Observation data Epoch J2000 Equinox J2000
- Constellation: Cygnus
- Right ascension: 20^{h} 06^{m} 21.76743^{s}
- Declination: +35° 58′ 20.8875″
- Apparent magnitude (V): 5.38

Characteristics
- Evolutionary stage: subgiant
- Spectral type: G8.5 IVa
- B−V color index: +0.85
- Variable type: RS CVn

Astrometry
- Radial velocity (R_{v}): −32.98±0.09 km/s
- Proper motion (μ): RA: −225.032 mas/yr Dec.: −440.042 mas/yr
- Parallax (π): 41.7718±0.0845 mas
- Distance: 78.1 ± 0.2 ly (23.94 ± 0.05 pc)
- Absolute magnitude (M_{V}): 3.48

Details
- Mass: 1.26±0.03 M_{☉}
- Radius: 2.51±0.05 R_{☉}
- Luminosity: 4.07+0.50 −0.44 L_{☉}
- Surface gravity (log g): 3.74±0.07 cgs
- Temperature: 5,108±26 K
- Metallicity [Fe/H]: −0.02±0.05 dex
- Rotational velocity (v sin i): 1.78±0.23 km/s
- Age: 4.34±0.40 Gyr
- Other designations: b^{1} Cygni, 27 Cygni, V2008 Cygni, BD+35°3959, HD 191026, HIP 99031, HR 7689, SAO 69413, WDS J20064+3558A

Database references
- SIMBAD: data

= 27 Cygni =

Star in the constellation Cygnus

27 Cygni is a subgiant star in the northern constellation of Cygnus. It is faintly visible to the naked eye with an apparent visual magnitude of 5.38. The distance to this system, as estimated from its annual parallax shift of 41.77 mas, is 78.1 light-years. At that distance, the visual magnitude is diminished by an extinction of 0.05 due to interstellar dust. It is moving closer to the Earth with a heliocentric radial velocity of −33 km/s, and has a relatively high proper motion, traversing the celestial sphere at the rate of 0.495 arcsecond per year.

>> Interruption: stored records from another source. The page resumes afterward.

//! Startup wiring: secret resolution and engine construction.
//!
//! Fail-fast: configuration validation and every named-secret lookup
//! happen here, before any client is constructed. A failure at this
//! stage aborts the session with the "credentials not found" notice and
//! no remote call is ever issued.

use std::sync::Arc;

use anyhow::Context;
use console::style;
use secrecy::SecretString;
use tracing::info;

use parlor_core::llm::BoxChatProvider;
use parlor_core::memory::{BoxEmbedder, BoxMemoryStore, RecallTool};
use parlor_core::relay::{EngineOptions, RelayEngine};
use parlor_core::secret::BoxSecretStore;
use parlor_core::tool::{CurrentTimeTool, ToolRegistry};
use parlor_infra::llm::RemoteChatProvider;
use parlor_infra::memory::{RemoteEmbedder, SearchMemoryClient};
use parlor_infra::secret::{EnvSecretStore, SecretChain, VaultClient};
use parlor_types::config::RelayConfig;

/// Environment variable carrying the ambient vault credential.
const VAULT_TOKEN_VAR: &str = "PARLOR_VAULT_TOKEN";

/// Everything the chat loop needs, built from validated configuration.
pub struct Session {
    pub engine: RelayEngine,
    pub model: String,
    pub memory_enabled: bool,
}

/// Validate configuration, resolve secrets, and construct the engine.
pub async fn build_session(
    config: &RelayConfig,
    model_override: Option<String>,
) -> anyhow::Result<Session> {
    let features = config.validate()?;

    // Required keys were validated above; the defaults below are
    // unreachable.
    let endpoint = config.relay.endpoint.clone().unwrap_or_default();
    let model = model_override
        .or_else(|| config.relay.chat_model.clone())
        .unwrap_or_default();

    let chain = build_secret_chain(config, features.vault)?;

    let api_key = match &config.relay.api_key {
        Some(literal) => literal.clone(),
        None => {
            let name = config
                .relay
                .api_key_name
                .as_deref()
                .unwrap_or_default();
            chain
                .resolve(name)
                .await
                .context("resolving completion service API key")?
        }
    };

    let provider = RemoteChatProvider::new(&endpoint, &model, SecretString::from(api_key.clone()));

    let mut tools = ToolRegistry::new();
    tools.register(CurrentTimeTool::new());

    if features.memory {
        let search_endpoint = config.memory.search_endpoint.clone().unwrap_or_default();
        let embeddings_model = config.relay.embeddings_model.clone().unwrap_or_default();

        let search_key = match &config.memory.search_api_key {
            Some(literal) => literal.clone(),
            None => {
                let name = config
                    .memory
                    .search_api_key_name
                    .as_deref()
                    .unwrap_or_default();
                chain
                    .resolve(name)
                    .await
                    .context("resolving search service API key")?
            }
        };

        let embedder = BoxEmbedder::new(RemoteEmbedder::new(
            &endpoint,
            SecretString::from(api_key),
            embeddings_model,
        ));
        let store = BoxMemoryStore::new(SearchMemoryClient::new(
            search_endpoint,
            SecretString::from(search_key),
            config.memory.index.clone(),
        ));
        tools.register(RecallTool::new(Arc::new(embedder), Arc::new(store)));
        info!("memory recall capability registered");
    }

    let mut options = EngineOptions::new(&model);
    options.temperature = config.relay.temperature;
    options.max_tokens = config.relay.max_tokens;

    Ok(Session {
        engine: RelayEngine::new(BoxChatProvider::new(provider), tools, options),
        model,
        memory_enabled: features.memory,
    })
}

/// Build the secret resolution chain: environment first, then the vault
/// when one is configured.
fn build_secret_chain(config: &RelayConfig, vault: bool) -> anyhow::Result<SecretChain> {
    let mut stores = vec![BoxSecretStore::new(EnvSecretStore::new())];

    if vault {
        let endpoint = config.vault.endpoint.clone().unwrap_or_default();
        let credential = std::env::var(VAULT_TOKEN_VAR).map_err(|_| {
            anyhow::anyhow!("vault credential not found (set {VAULT_TOKEN_VAR})")
        })?;
        stores.push(BoxSecretStore::new(VaultClient::new(
            endpoint,
            SecretString::from(credential),
        )));
    }

    Ok(SecretChain::new(stores))
}

/// `parlor check`: validate configuration and secret resolution without
/// starting the loop. With `--ping`, also issue one tiny non-streaming
/// completion as a connectivity probe.
pub async fn check(ping: bool) -> anyhow::Result<()> {
    let config = crate::config_loader::load()?;

    let check_mark = |ok: bool| {
        if ok {
            format!("{}", style("ok").green())
        } else {
            format!("{}", style("missing").red())
        }
    };

    println!();
    println!("  {} Configuration", style("Parlor").cyan().bold());
    println!();
    println!(
        "  endpoint         {}",
        check_mark(config.relay.endpoint.is_some())
    );
    println!(
        "  chat model       {}",
        check_mark(config.relay.chat_model.is_some())
    );
    println!(
        "  api key          {}",
        check_mark(config.relay.api_key.is_some() || config.relay.api_key_name.is_some())
    );

    let features = config.features();
    if features.vault {
        println!(
            "  vault endpoint   {}",
            check_mark(config.vault.endpoint.is_some())
        );
    }
    if features.memory {
        println!(
            "  search endpoint  {}",
            check_mark(config.memory.search_endpoint.is_some())
        );
        println!(
            "  embeddings model {}",
            check_mark(config.relay.embeddings_model.is_some())
        );
    }
    println!();

    let session = match build_session(&config, None).await {
        Ok(session) => session,
        Err(e) => {
            println!("  {} {e:#}", style("✗").red().bold());
            println!();
            return Err(e);
        }
    };

    println!(
        "  {} ready: model {} ({})",
        style("✓").green().bold(),
        style(&session.model).cyan(),
        if session.memory_enabled {
            "chat + memory"
        } else {
            "chat"
        }
    );

    if ping {
        use parlor_types::llm::{Role, WireMessage};
        let response = session
            .engine
            .complete_once(vec![WireMessage::text(Role::User, "Reply with one word: pong")])
            .await
            .context("connectivity probe failed")?;
        println!(
            "  {} probe: {} ({} tokens)",
            style("✓").green().bold(),
            style(response.content.trim()).dim(),
            response.usage.output_tokens
        );
    }

    println!();
    Ok(())
}
//! Business logic and trait seams for Parlor.
//!
//! This crate defines the abstractions the relay is built on -- the
//! completion provider, secret store, embedder, and memory store traits
//! with their object-safe box wrappers -- plus the capability registry,
//! the transcript, and the relay engine that drives a streaming turn
//! with transparent capability auto-invocation.
//!
//! Collaborator implementations live in `parlor-infra`; the terminal
//! front end lives in `parlor-cli`.

pub mod llm;
pub mod memory;
pub mod relay;
pub mod secret;
pub mod tool;
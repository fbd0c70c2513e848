//! Long-term memory abstraction.
//!
//! Memory pairs an embedding generator with a vector search store and is
//! surfaced to the model as the `recall_memory` capability. Both trait
//! implementations live in parlor-infra; this module defines the seams
//! and their object-safe box wrappers.

pub mod recall;

pub use recall::RecallTool;

use std::future::Future;
use std::pin::Pin;

use parlor_types::error::MemoryError;
use parlor_types::memory::{MemoryRecord, RankedMemory};

/// Trait for converting text into embedding vectors.
///
/// Uses native async fn in traits (RPITIT, Rust 2024 edition).
pub trait Embedder: Send + Sync {
    /// Embed one or more texts into vectors, one vector per input.
    fn embed(
        &self,
        texts: &[String],
    ) -> impl Future<Output = Result<Vec<Vec<f32>>, MemoryError>> + Send;

    /// The model used for embeddings (e.g., "text-embedding-3-small").
    fn model_name(&self) -> &str;
}

/// Trait for the vector-indexed memory backend.
pub trait MemoryStore: Send + Sync {
    /// Search for records semantically similar to the query embedding.
    fn search(
        &self,
        query_embedding: &[f32],
        limit: usize,
    ) -> impl Future<Output = Result<Vec<RankedMemory>, MemoryError>> + Send;

    /// Add a record with its embedding vector.
    fn add(
        &self,
        record: &MemoryRecord,
        embedding: &[f32],
    ) -> impl Future<Output = Result<(), MemoryError>> + Send;
}

/// Object-safe version of [`Embedder`] with boxed futures.
pub trait EmbedderDyn: Send + Sync {
    fn model_name(&self) -> &str;

    fn embed_boxed<'a>(
        &'a self,
        texts: &'a [String],
    ) -> Pin<Box<dyn Future<Output = Result<Vec<Vec<f32>>, MemoryError>> + Send + 'a>>;
}

impl<T: Embedder> EmbedderDyn for T {
    fn model_name(&self) -> &str {
        Embedder::model_name(self)
    }

    fn embed_boxed<'a>(
        &'a self,
        texts: &'a [String],
    ) -> Pin<Box<dyn Future<Output = Result<Vec<Vec<f32>>, MemoryError>> + Send + 'a>> {
        Box::pin(self.embed(texts))
    }
}

/// Type-erased embedder.
pub struct BoxEmbedder {
    inner: Box<dyn EmbedderDyn + Send + Sync>,
}

impl BoxEmbedder {
    pub fn new<T: Embedder + 'static>(embedder: T) -> Self {
        Self {
            inner: Box::new(embedder),
        }
    }

    pub fn model_name(&self) -> &str {
        self.inner.model_name()
    }

    pub async fn embed(&self, texts: &[String]) -> Result<Vec<Vec<f32>>, MemoryError> {
        self.inner.embed_boxed(texts).await
    }
}

/// Object-safe version of [`MemoryStore`] with boxed futures.
pub trait MemoryStoreDyn: Send + Sync {
    fn search_boxed<'a>(
        &'a self,
        query_embedding: &'a [f32],
        limit: usize,
    ) -> Pin<Box<dyn Future<Output = Result<Vec<RankedMemory>, MemoryError>> + Send + 'a>>;

    fn add_boxed<'a>(
        &'a self,
        record: &'a MemoryRecord,
        embedding: &'a [f32],
    ) -> Pin<Box<dyn Future<Output = Result<(), MemoryError>> + Send + 'a>>;
}

impl<T: MemoryStore> MemoryStoreDyn for T {
    fn search_boxed<'a>(
        &'a self,
        query_embedding: &'a [f32],
        limit: usize,
    ) -> Pin<Box<dyn Future<Output = Result<Vec<RankedMemory>, MemoryError>> + Send + 'a>> {
        Box::pin(self.search(query_embedding, limit))
    }

    fn add_boxed<'a>(
        &'a self,
        record: &'a MemoryRecord,
        embedding: &'a [f32],
    ) -> Pin<Box<dyn Future<Output = Result<(), MemoryError>> + Send + 'a>> {
        Box::pin(self.add(record, embedding))
    }
}

/// Type-erased memory store.
pub struct BoxMemoryStore {
    inner: Box<dyn MemoryStoreDyn + Send + Sync>,
}

impl BoxMemoryStore {
    pub fn new<T: MemoryStore + 'static>(store: T) -> Self {
        Self {
            inner: Box::new(store),
        }
    }

    pub async fn search(
        &self,
        query_embedding: &[f32],
        limit: usize,
    ) -> Result<Vec<RankedMemory>, MemoryError> {
        self.inner.search_boxed(query_embedding, limit).await
    }

    pub async fn add(
        &self,
        record: &MemoryRecord,
        embedding: &[f32],
    ) -> Result<(), MemoryError> {
        self.inner.add_boxed(record, embedding).await
    }
}
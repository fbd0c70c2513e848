//! Environment variable secret store.
//!
//! Read-only, highest-priority backend in the resolution chain: env vars
//! override the vault.
//!
//! Key resolution: first `PARLOR_SECRET_{NAME}` with the secret name
//! uppercased and dashes mapped to underscores, then the name directly.

use parlor_core::secret::SecretStore;
use parlor_types::error::SecretError;

/// Environment variable secret store.
#[derive(Default)]
pub struct EnvSecretStore;

impl EnvSecretStore {
    pub fn new() -> Self {
        Self
    }

    /// Env var name for the prefixed form of a secret name.
    fn prefixed(name: &str) -> String {
        format!(
            "PARLOR_SECRET_{}",
            name.replace('-', "_").to_uppercase()
        )
    }
}

impl SecretStore for EnvSecretStore {
    fn name(&self) -> &str {
        "environment"
    }

    async fn get(&self, name: &str) -> Result<Option<String>, SecretError> {
        for key in [Self::prefixed(name), name.to_string()] {
            match std::env::var(&key) {
                Ok(val) => return Ok(Some(val)),
                Err(std::env::VarError::NotPresent) => {}
                // Present but not valid Unicode -- treat as absent,
                // secrets must be valid strings.
                Err(std::env::VarError::NotUnicode(_)) => {}
            }
        }
        Ok(None)
    }
}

27 Cygni is a G-type subgiant with a stellar classification of G8.5 IVa, a star that has used up its core hydrogen and is starting to expand. It was found to be slightly variable by Percy et al. (1986), changing by up to 0.05 in visual magnitude with a characteristic time scale of 50–60 days. Further observations suggested a possible rotation period of around 42 days. Samus et al. (2017) classify it as a suspected RS Canum Venaticorum variable, meaning that it is a close binary star whose components have star-spots that cause rotationally-modulated variations in brightness. It has been given the variable star designation V2008 Cygni.

27 Cygni is listed in multiple star catalogues with three faint companions within one arc-minute. The two closer ones are unrelated background objects, while the third has a similar distance and space motion and is described as a common proper motion companion.